Gündem para piyasaları.
Makas aralığı, işçilik, yoğun talep ve sorgulama.
Bu hafta bankalardan parasını çeken çekene.
Bankalar ise ya sınırlı ödeme yapıyor ya da nakit çeken müşteriyi arayıp “şüpheli işlem” sorgusu yapıyor.
“Neden fiziki aldınız, EFT yapabilirdiniz” diye soruyorlar.
Aylar önce yazdığım bir yazıda “Bankalar ile piyasaların iletişim sorunu var” diye yazmıştım.
O zaman da banka müşterisi aranıp, “Hesaptaki döviz veya altınlarınızı ya çekin ya da KKM’ye geçin” diyorlardı.
Bugün de diyorlar.
İlginç olan şu, biri “Gel çek” derken diğeri, “Neden çektin” diyor.
Bu durum müşteriyi hem tedirgin hem de panikletiyor.
Müşteriye yapılan bu uygulamalar paniği daha da artırıyor.
Yani, iletişim sorunu devam ediyor.
Bankaların iletişim sorunu gidermesi gerekiyor.
Merkez Bankası’nın da farklı bir strateji belirlemesi gerekiyor.
Seçim öncesi yaşanan panik ve kargaşa ne sistemi ne de yatırımcıyı korur.
Çarşamba günü her ne kadar “Yapmayın, etmeyin, fırsatçılık var, zarar edeceksiniz” desem de alan aldı.
Hem de işçilikli ve yüksek kurdan.
Çarşamba günü 20,50’den dolar alan, perşembe günü 20,29’u gördü.
Çarşamba günü bin 380’den gram altın alan, perşembe günü bin 360’ı gördü.
Panikle hareket ederek zarar etti.
Seçime kadar kuru baskılamak gibi bir düşünce olsa da seçim sonrası için riskler artmaya devam ediyor.

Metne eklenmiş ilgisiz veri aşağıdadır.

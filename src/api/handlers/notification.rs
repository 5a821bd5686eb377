use axum::{Json, extract::{Path, Query, State}, response::IntoResponse};
use crate::error::AppError;
use crate::state::AppState;
use serde::Deserialize;
use std::sync::Arc;

#[derive(Deserialize)]
pub struct NotificationListParams {
    #[serde(default)]
    pub unread: bool,
}

pub async fn list_notifications(
    State(state): State<Arc<AppState>>,
    Query(params): Query<NotificationListParams>,
) -> Result<impl IntoResponse, AppError> {
    let notifications = state.notification_repo.list(params.unread).await?;
    Ok(Json(notifications))
}

pub async fn mark_read(
    State(state): State<Arc<AppState>>,
    Path(id): Path<String>,
) -> Result<impl IntoResponse, AppError> {
    state.notification_repo.mark_read(&id).await?;
    Ok(Json(serde_json::json!({ "status": "read" })))
}

pub async fn mark_all_read(State(state): State<Arc<AppState>>) -> Result<impl IntoResponse, AppError> {
    let updated = state.notification_repo.mark_all_read().await?;
    Ok(Json(serde_json::json!({ "updated": updated })))
}

pub async fn dismiss(
    State(state): State<Arc<AppState>>,
    Path(id): Path<String>,
) -> Result<impl IntoResponse, AppError> {
    state.notification_repo.dismiss(&id).await?;
    Ok(Json(serde_json::json!({ "status": "dismissed" })))
}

Yıl içerisinde dolar kurunda 24-25 lira seviyesiyle alakalı beklenti devam ediyor.
Orada sürpriz yok.
Ancak bu süreci öne çekmemek için iletişim stratejisini değiştirmek gerek.
Kur Korumalı Mevduatın (KKM), toplamı 2 trilyon liraya geldi.
Yani, yaklaşık 100 milyar dolar.
Seçime kur kontrolüyle gidilebilir ancak sermaye kontrolüyle asla gidilemez.
Sürecin zorlu ve stresli olduğunun farkındayım.
Ondan sebep “Yeni iletişim stratejisi” daha önemli.
TCMB’nin dün faizleri sabit bırakarak doğru karar verdiğini düşünüyorum.
Yangına körükle gitmekten ziyade, Fed’in faiz kararını, açıklamalarını ve seçim sonucu görüp karar vermek önemliydi.
Şimdi sıra seçimlere kadar güven ortamını tazelemekte.